Consider it being thrown with an angle #theta# with the horizontal.
Then the velocity has two components #u_x = Ucos theta# and #u_y = USin theta#.
The horizontal acceleration is #a_x = 0# while that in vertical direction is #a_y = -g#
From an equation from kinematics,
#y = u_yt + 1/2a_yt^2#
#implies y = USin thetat - 1/2 g t^2 # is distance travelled by particle in y direction (vertical direction) in time #t#.

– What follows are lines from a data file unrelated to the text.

//! Core domain types for the auth/session core

pub mod errors;
pub mod identity;

pub use errors::{AuthError, AuthResult};
pub use identity::{CredentialRecord, Identity, Role};
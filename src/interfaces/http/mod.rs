//! HTTP REST API interfaces
//!
//! - `common`: response envelope and validated JSON extractor
//! - `handlers`: request handlers (auth, portal, health)
//! - `router`: router wiring with guards and Swagger documentation

pub mod common;
pub mod handlers;
pub mod router;

pub use router::{create_router, HttpState};
//! Interface adapters

pub mod http;
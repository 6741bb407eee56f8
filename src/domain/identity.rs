//! Identity and credential models

use serde::{Deserialize, Deserializer, Serialize, Serializer};

/// Access tier of a portal user.
///
/// The set is open: a role string unknown to this build round-trips
/// through [`Role::Other`] instead of being rejected, and never matches
/// a role-scoped guard.
#[derive(Debug, Clone, PartialEq, Eq)]
pub enum Role {
    Admin,
    Caretaker,
    Family,
    Superuser,
    Other(String),
}

impl Role {
    pub fn as_str(&self) -> &str {
        match self {
            Self::Admin => "admin",
            Self::Caretaker => "caretaker",
            Self::Family => "family",
            Self::Superuser => "superuser",
            Self::Other(s) => s,
        }
    }
}

impl From<&str> for Role {
    fn from(s: &str) -> Self {
        match s {
            "admin" => Self::Admin,
            "caretaker" => Self::Caretaker,
            "family" => Self::Family,
            "superuser" => Self::Superuser,
            other => Self::Other(other.to_string()),
        }
    }
}

impl std::fmt::Display for Role {
    fn fmt(&self, f: &mut std::fmt::Formatter<'_>) -> std::fmt::Result {
        f.write_str(self.as_str())
    }
}

impl Serialize for Role {
    fn serialize<S: Serializer>(&self, serializer: S) -> Result<S::Ok, S::Error> {
        serializer.serialize_str(self.as_str())
    }
}

impl<'de> Deserialize<'de> for Role {
    fn deserialize<D: Deserializer<'de>>(deserializer: D) -> Result<Self, D::Error> {
        let s = String::deserialize(deserializer)?;
        Ok(Role::from(s.as_str()))
    }
}

/// Authenticated user's public profile.
///
/// Carries no credential material; produced only by a successful
/// credential check or by decoding a persisted session blob.
/// The serialized form `{id, name, email, role}` is also the session
/// wire format (no schema tag, no versioning).
#[derive(Debug, Clone, PartialEq, Eq, Serialize, Deserialize)]
pub struct Identity {
    pub id: String,
    pub name: String,
    pub email: String,
    pub role: Role,
}

/// Reference entry used only for verification.
///
/// A pre-existing external fact: the core looks records up but never
/// creates or mutates them. The password never travels past
/// [`CredentialRecord::into_identity`].
#[derive(Debug, Clone, PartialEq, Eq)]
pub struct CredentialRecord {
    pub id: String,
    pub name: String,
    pub email: String,
    pub password: String,
    pub role: Role,
}

impl CredentialRecord {
    /// Build the public Identity by dropping the password field.
    pub fn into_identity(self) -> Identity {
        Identity {
            id: self.id,
            name: self.name,
            email: self.email,
            role: self.role,
        }
    }
}
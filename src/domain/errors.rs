use thiserror::Error;

#[derive(Debug, Error)]
pub enum AuthError {
    /// Uniform login failure. Does not say whether the email or the
    /// password was wrong.
    #[error("Invalid credentials")]
    InvalidCredentials,

    /// Persisted session data present but undecodable.
    #[error("Malformed persisted session: {0}")]
    MalformedSession(String),

    #[error("Session storage error: {0}")]
    SessionStorage(String),

    #[error("Credential source error: {0}")]
    CredentialSource(String),
}

pub type AuthResult<T> = Result<T, AuthError>;
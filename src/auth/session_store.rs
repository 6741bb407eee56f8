//! Session persistence trait
//!
//! One Identity under one fixed key. A second login overwrites the
//! first; there is no multi-session support, no expiry, and no
//! integrity check on the stored blob.

use async_trait::async_trait;

use crate::domain::{AuthResult, Identity};

#[async_trait]
pub trait SessionStore: Send + Sync {
    /// Read the persisted session.
    ///
    /// `Ok(None)` when nothing is stored. Stored-but-undecodable bytes
    /// surface as [`crate::domain::AuthError::MalformedSession`]; the
    /// service decides whether to reset or reject (see
    /// [`crate::auth::service::MalformedSessionPolicy`]).
    async fn restore(&self) -> AuthResult<Option<Identity>>;

    /// Serialize and store the Identity, replacing any previous value.
    async fn persist(&self, identity: &Identity) -> AuthResult<()>;

    /// Remove the persisted entry. Idempotent.
    async fn clear(&self) -> AuthResult<()>;
}
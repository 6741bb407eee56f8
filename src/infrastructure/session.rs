//! Session store implementations
//!
//! The persisted value is the Identity JSON under one fixed location:
//! a single file for the durable store, a single map key for the
//! in-memory store. Whatever is found there on restore is trusted
//! verbatim; bytes that fail to decode surface as `MalformedSession`
//! and the service applies its configured policy.

use std::io::ErrorKind;
use std::path::PathBuf;

use async_trait::async_trait;
use dashmap::DashMap;

use crate::auth::SessionStore;
use crate::domain::{AuthError, AuthResult, Identity};

/// Fixed storage key for the single session entry.
const SESSION_KEY: &str = "user";

/// Durable session store: one JSON file at a fixed path.
///
/// Concurrent processes sharing the path race last-writer-wins; there
/// is no locking, matching the single-key storage model.
pub struct FileSessionStore {
    path: PathBuf,
}

impl FileSessionStore {
    pub fn new(path: impl Into<PathBuf>) -> Self {
        Self { path: path.into() }
    }

    /// Default location under the platform data dir,
    /// e.g. `~/.local/share/careportal/session.json`.
    pub fn default_path() -> PathBuf {
        dirs_next::data_dir()
            .unwrap_or_else(|| PathBuf::from("."))
            .join("careportal")
            .join("session.json")
    }
}

#[async_trait]
impl SessionStore for FileSessionStore {
    async fn restore(&self) -> AuthResult<Option<Identity>> {
        let bytes = match std::fs::read(&self.path) {
            Ok(bytes) => bytes,
            Err(e) if e.kind() == ErrorKind::NotFound => return Ok(None),
            Err(e) => return Err(AuthError::SessionStorage(e.to_string())),
        };
        match serde_json::from_slice(&bytes) {
            Ok(identity) => Ok(Some(identity)),
            Err(e) => Err(AuthError::MalformedSession(e.to_string())),
        }
    }

    async fn persist(&self, identity: &Identity) -> AuthResult<()> {
        if let Some(parent) = self.path.parent() {
            std::fs::create_dir_all(parent)
                .map_err(|e| AuthError::SessionStorage(e.to_string()))?;
        }
        let json = serde_json::to_vec(identity)
            .map_err(|e| AuthError::SessionStorage(e.to_string()))?;
        std::fs::write(&self.path, json).map_err(|e| AuthError::SessionStorage(e.to_string()))
    }

    async fn clear(&self) -> AuthResult<()> {
        match std::fs::remove_file(&self.path) {
            Ok(()) => Ok(()),
            Err(e) if e.kind() == ErrorKind::NotFound => Ok(()),
            Err(e) => Err(AuthError::SessionStorage(e.to_string())),
        }
    }
}

/// In-memory session store for tests and ephemeral deployments.
pub struct MemorySessionStore {
    entries: DashMap<String, String>,
}

impl MemorySessionStore {
    pub fn new() -> Self {
        Self {
            entries: DashMap::new(),
        }
    }

    /// Write a raw value under the session key, bypassing serialization.
    ///
    /// The storage key is writable by anything sharing the store, so
    /// restore must cope with arbitrary bytes; tests use this to plant
    /// malformed blobs.
    pub fn put_raw(&self, value: impl Into<String>) {
        self.entries.insert(SESSION_KEY.to_string(), value.into());
    }
}

impl Default for MemorySessionStore {
    fn default() -> Self {
        Self::new()
    }
}

#[async_trait]
impl SessionStore for MemorySessionStore {
    async fn restore(&self) -> AuthResult<Option<Identity>> {
        let Some(raw) = self.entries.get(SESSION_KEY) else {
            return Ok(None);
        };
        match serde_json::from_str(raw.value()) {
            Ok(identity) => Ok(Some(identity)),
            Err(e) => Err(AuthError::MalformedSession(e.to_string())),
        }
    }

    async fn persist(&self, identity: &Identity) -> AuthResult<()> {
        let json = serde_json::to_string(identity)
            .map_err(|e| AuthError::SessionStorage(e.to_string()))?;
        self.entries.insert(SESSION_KEY.to_string(), json);
        Ok(())
    }

    async fn clear(&self) -> AuthResult<()> {
        self.entries.remove(SESSION_KEY);
        Ok(())
    }
}
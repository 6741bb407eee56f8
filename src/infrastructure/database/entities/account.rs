//! Account entity: the credential reference table
//!
//! Columns match the Credential Record shape exactly. Passwords are
//! stored plaintext for demo parity with the in-memory source.

use sea_orm::entity::prelude::*;

#[derive(Clone, Debug, PartialEq, Eq, DeriveEntityModel)]
#[sea_orm(table_name = "accounts")]
pub struct Model {
    #[sea_orm(primary_key, auto_increment = false)]
    pub id: String,
    pub name: String,
    #[sea_orm(unique)]
    pub email: String,
    pub password: String,
    pub role: String,
}

#[derive(Copy, Clone, Debug, EnumIter, DeriveRelation)]
pub enum Relation {}

impl ActiveModelBehavior for ActiveModel {}
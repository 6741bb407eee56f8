//! HTTP request handlers

pub mod auth;
pub mod health;
pub mod portal;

Also, #x = u_xt + 1/2a_xt^2#
#implies x = UCos thetat#
Combining #x# and #y#,
#y = xtan theta - 1/2(gx^2)/Cos^2 theta#
But for #theta# constant, #tan theta = a# and #b = -g/(2Cos^2 theta)#,
We get,
#y = ax + bx^2#
Which shows that the path is parabolic.
The equations of motion are,
#F_x = ma_x = 0#
#F_y = ma_y = -mg#
If however, the body is thrown vertically up, #theta = pi/2#
And thats when the #x# component of motion ceases the exist and, motion can be described as, by acceleration #a_y = -g#.
Then, #y = Ut - 1/2 g t^2# describes the vertical distance travelled.